The last few decades have given rise to the kind of art it’s hard to fit into an institutional mould. When we try to define it: open-ended, research-driven, ephemeral, time-based, interdisciplinary – it can feel prescriptive and crude, like wearing someone else’s contact lenses.
In response, a wave of non-institutional festivals have themselves emerged in the Australian cultural landscape to provide a space for those artists to present that work beyond a place of definition, to undergo creative collaborations, to experiment with prototypes and take risks. Festivals such as Underbelly Arts, Next Wave, SafARI and This is Not Art not only facilitate creative exchange and support the work of emerging artists, but also produce experimental forms of development and presentation, often in a precarious funding environment. They share a dedication to the open call for submissions, a devotion to the incubation of emerging artistic talent and opportunity for emerging curators and producers, and a commitment to exposing that work in public space and to new audiences. They are themselves a hybrid form, a reaction or provocation to institutional definition, and a prototype to be tested not only for its capacity to support experimentation, but also for its ability to self-sustain and uphold viability.

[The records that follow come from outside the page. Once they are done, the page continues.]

//! Host values and their tagged wire representation
//!
//! The grid boundary speaks a closed set of tagged values. [`HostValue`] is
//! the same set as seen by application code; [`encode`] and [`decode`] map
//! between the two without loss.

use std::any::{type_name, Any};
use std::fmt;

use chrono::NaiveDateTime;

use crate::error::{Error, Result};

/// How a text value should be transported.
///
/// Strings with anything outside `[A-Za-z0-9 ]` travel as rich text so the
/// transport keeps symbols and non-ASCII characters intact. Decoding treats
/// both kinds the same.
#[derive(Debug, Clone, Copy, PartialEq, Eq, Hash, Default)]
#[cfg_attr(
    feature = "serde",
    derive(serde::Serialize, serde::Deserialize),
    serde(rename_all = "lowercase")
)]
pub enum TextKind {
    #[default]
    Plain,
    Rich,
}

/// A text payload with its transport hint
#[derive(Debug, Clone, PartialEq, Eq, Hash)]
#[cfg_attr(feature = "serde", derive(serde::Serialize, serde::Deserialize))]
pub struct WireText {
    pub kind: TextKind,
    pub value: String,
}

impl WireText {
    /// Wrap a string, choosing the kind from its content
    pub fn new(value: impl Into<String>) -> Self {
        let value = value.into();
        let kind = if contains_special_characters(&value) {
            TextKind::Rich
        } else {
            TextKind::Plain
        };
        Self { kind, value }
    }
}

/// A tagged value as exchanged with the grid
#[derive(Debug, Clone, PartialEq, Default)]
#[cfg_attr(
    feature = "serde",
    derive(serde::Serialize, serde::Deserialize),
    serde(tag = "type", content = "value")
)]
pub enum WireValue {
    Text(WireText),
    Integer32(i32),
    Float32(f32),
    Float64(f64),
    Integer64(i64),
    Date(NaiveDateTime),
    Integer16(i16),
    Boolean(bool),
    Byte(u8),
    #[default]
    Null,
}

impl WireValue {
    /// Plain or rich text, depending on the content
    pub fn text(value: impl Into<String>) -> Self {
        WireValue::Text(WireText::new(value))
    }

    pub fn is_null(&self) -> bool {
        matches!(self, WireValue::Null)
    }

    /// The tag name, for diagnostics
    pub fn tag(&self) -> &'static str {
        match self {
            WireValue::Text(WireText {
                kind: TextKind::Plain,
                ..
            }) => "text",
            WireValue::Text(WireText {
                kind: TextKind::Rich,
                ..
            }) => "rich-text",
            WireValue::Integer32(_) => "int32",
            WireValue::Float32(_) => "float32",
            WireValue::Float64(_) => "float64",
            WireValue::Integer64(_) => "int64",
            WireValue::Date(_) => "date",
            WireValue::Integer16(_) => "int16",
            WireValue::Boolean(_) => "bool",
            WireValue::Byte(_) => "byte",
            WireValue::Null => "null",
        }
    }
}

/// An application-side cell value
#[derive(Debug, Clone, PartialEq, Default)]
pub enum HostValue {
    String(String),
    I32(i32),
    F32(f32),
    F64(f64),
    I64(i64),
    Date(NaiveDateTime),
    I16(i16),
    Bool(bool),
    U8(u8),
    /// Absence of a value (empty cell)
    #[default]
    Null,
}

impl HostValue {
    pub fn is_null(&self) -> bool {
        matches!(self, HostValue::Null)
    }

    pub fn as_str(&self) -> Option<&str> {
        match self {
            HostValue::String(s) => Some(s),
            _ => None,
        }
    }

    /// Numeric value widened to f64, if this is a number
    pub fn as_f64(&self) -> Option<f64> {
        match self {
            HostValue::I32(n) => Some(*n as f64),
            HostValue::F32(n) => Some(*n as f64),
            HostValue::F64(n) => Some(*n),
            HostValue::I64(n) => Some(*n as f64),
            HostValue::I16(n) => Some(*n as f64),
            HostValue::U8(n) => Some(*n as f64),
            _ => None,
        }
    }

    pub fn as_bool(&self) -> Option<bool> {
        match self {
            HostValue::Bool(b) => Some(*b),
            _ => None,
        }
    }

    /// Convert a dynamically typed value, failing for types outside the
    /// supported set.
    ///
    /// ```
    /// use excelcom_core::HostValue;
    ///
    /// assert_eq!(HostValue::from_any(&7i16).unwrap(), HostValue::I16(7));
    /// assert!(HostValue::from_any(&'x').is_err());
    /// ```
    pub fn from_any<T: Any>(value: &T) -> Result<Self> {
        let any = value as &dyn Any;

        let host = if let Some(v) = any.downcast_ref::<HostValue>() {
            v.clone()
        } else if let Some(s) = any.downcast_ref::<String>() {
            HostValue::String(s.clone())
        } else if let Some(s) = any.downcast_ref::<&str>() {
            HostValue::String((*s).to_string())
        } else if let Some(n) = any.downcast_ref::<i32>() {
            HostValue::I32(*n)
        } else if let Some(n) = any.downcast_ref::<f32>() {
            HostValue::F32(*n)
        } else if let Some(n) = any.downcast_ref::<f64>() {
            HostValue::F64(*n)
        } else if let Some(n) = any.downcast_ref::<i64>() {
            HostValue::I64(*n)
        } else if let Some(d) = any.downcast_ref::<NaiveDateTime>() {
            HostValue::Date(*d)
        } else if let Some(n) = any.downcast_ref::<i16>() {
            HostValue::I16(*n)
        } else if let Some(b) = any.downcast_ref::<bool>() {
            HostValue::Bool(*b)
        } else if let Some(n) = any.downcast_ref::<u8>() {
            HostValue::U8(*n)
        } else if any.is::<()>() {
            HostValue::Null
        } else {
            return Err(Error::UnsupportedType(type_name::<T>()));
        };

        Ok(host)
    }
}

impl fmt::Display for HostValue {
    fn fmt(&self, f: &mut fmt::Formatter<'_>) -> fmt::Result {
        match self {
            HostValue::String(s) => write!(f, "{s}"),
            HostValue::I32(n) => write!(f, "{n}"),
            HostValue::F32(n) => write!(f, "{n}"),
            HostValue::F64(n) => write!(f, "{n}"),
            HostValue::I64(n) => write!(f, "{n}"),
            HostValue::Date(d) => write!(f, "{d}"),
            HostValue::I16(n) => write!(f, "{n}"),
            HostValue::Bool(b) => write!(f, "{}", if *b { "TRUE" } else { "FALSE" }),
            HostValue::U8(n) => write!(f, "{n}"),
            HostValue::Null => write!(f, "<empty>"),
        }
    }
}

/// Encode a host value for the wire
pub fn encode(value: &HostValue) -> WireValue {
    match value {
        HostValue::String(s) => WireValue::text(s.as_str()),
        HostValue::I32(n) => WireValue::Integer32(*n),
        HostValue::F32(n) => WireValue::Float32(*n),
        HostValue::F64(n) => WireValue::Float64(*n),
        HostValue::I64(n) => WireValue::Integer64(*n),
        HostValue::Date(d) => WireValue::Date(*d),
        HostValue::I16(n) => WireValue::Integer16(*n),
        HostValue::Bool(b) => WireValue::Boolean(*b),
        HostValue::U8(n) => WireValue::Byte(*n),
        HostValue::Null => WireValue::Null,
    }
}

/// Encode any value of a supported type; other types fail with
/// `UnsupportedType` naming the type.
pub fn encode_any<T: Any>(value: &T) -> Result<WireValue> {
    HostValue::from_any(value).map(|host| encode(&host))
}

/// Decode a wire value. Both text kinds decode to a string.
pub fn decode(value: WireValue) -> HostValue {
    match value {
        WireValue::Text(text) => HostValue::String(text.value),
        WireValue::Integer32(n) => HostValue::I32(n),
        WireValue::Float32(n) => HostValue::F32(n),
        WireValue::Float64(n) => HostValue::F64(n),
        WireValue::Integer64(n) => HostValue::I64(n),
        WireValue::Date(d) => HostValue::Date(d),
        WireValue::Integer16(n) => HostValue::I16(n),
        WireValue::Boolean(b) => HostValue::Bool(b),
        WireValue::Byte(n) => HostValue::U8(n),
        WireValue::Null => HostValue::Null,
    }
}

/// True if the string has any character other than ASCII letters, digits
/// and spaces
pub fn contains_special_characters(s: &str) -> bool {
    s.chars().any(|c| !(c.is_ascii_alphanumeric() || c == ' '))
}

impl From<&HostValue> for WireValue {
    fn from(value: &HostValue) -> Self {
        encode(value)
    }
}

impl From<HostValue> for WireValue {
    fn from(value: HostValue) -> Self {
        encode(&value)
    }
}

impl From<WireValue> for HostValue {
    fn from(value: WireValue) -> Self {
        decode(value)
    }
}

impl From<&str> for HostValue {
    fn from(s: &str) -> Self {
        HostValue::String(s.to_string())
    }
}

impl From<String> for HostValue {
    fn from(s: String) -> Self {
        HostValue::String(s)
    }
}

impl From<i32> for HostValue {
    fn from(n: i32) -> Self {
        HostValue::I32(n)
    }
}

impl From<f32> for HostValue {
    fn from(n: f32) -> Self {
        HostValue::F32(n)
    }
}

impl From<f64> for HostValue {
    fn from(n: f64) -> Self {
        HostValue::F64(n)
    }
}

impl From<i64> for HostValue {
    fn from(n: i64) -> Self {
        HostValue::I64(n)
    }
}

impl From<NaiveDateTime> for HostValue {
    fn from(d: NaiveDateTime) -> Self {
        HostValue::Date(d)
    }
}

impl From<i16> for HostValue {
    fn from(n: i16) -> Self {
        HostValue::I16(n)
    }
}

impl From<bool> for HostValue {
    fn from(b: bool) -> Self {
        HostValue::Bool(b)
    }
}

impl From<u8> for HostValue {
    fn from(n: u8) -> Self {
        HostValue::U8(n)
    }
}

impl From<()> for HostValue {
    fn from(_: ()) -> Self {
        HostValue::Null
    }
}

impl<T: Into<HostValue>> From<Option<T>> for HostValue {
    fn from(value: Option<T>) -> Self {
        value.map(Into::into).unwrap_or(HostValue::Null)
    }
}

The recently concluded This is Not Art is an early example. Founded in Newcastle in 1998 to provide space and time for young writers and new media artists to show their work, it has morphed and shifted over its sixteen year history. Taking in a changing cast of sub-festivals, its very name speaks to its hybridity and lack of allegiance to traditional definitions. The sub-festival I work on, Critical Animals, presents experimental research and provides a critical counterpoint to National Young Writers Festival, Crack Theatre and Electrofringe. A changing rotation of artistic directors and producers across the sub-festivals ensures a continual renewal and shifting of focus, allowing for new strands to emerge and develop. Electrofringe, having taken a year-long hiatus in 2012, returned this year with a renewed commitment to raising the profile of electronic art in Australia. As a one-day interactive showcase at Hunter St TAFE, artists were present in the space to activate their work, engage with audiences, undertake performances and workshops, and allow for spontaneous collaborations to arise. Artistic co-producer Roslyn Helper explains, “Taking creative risks and maintaining a viable festival are by no means mutually exclusive aims…. The benefit of being a small organisation is that we are flexible and able to respond to the artworks and artforms we represent.”1
Underbelly Arts was founded in Sydney in 2007 as a direct response to the kind of experimental work being made that otherwise might not find public exposure, and to give those artists opportunity to respond to new environments and situations. “We try really hard to make sure that we establish a framework where artists can take risks, and are constantly looking for ways to facilitate that experimentation,” explains artistic director Eliza Sarlos, “and I think were that to change then we would lose what’s interesting to both artists and audiences about what we do”2.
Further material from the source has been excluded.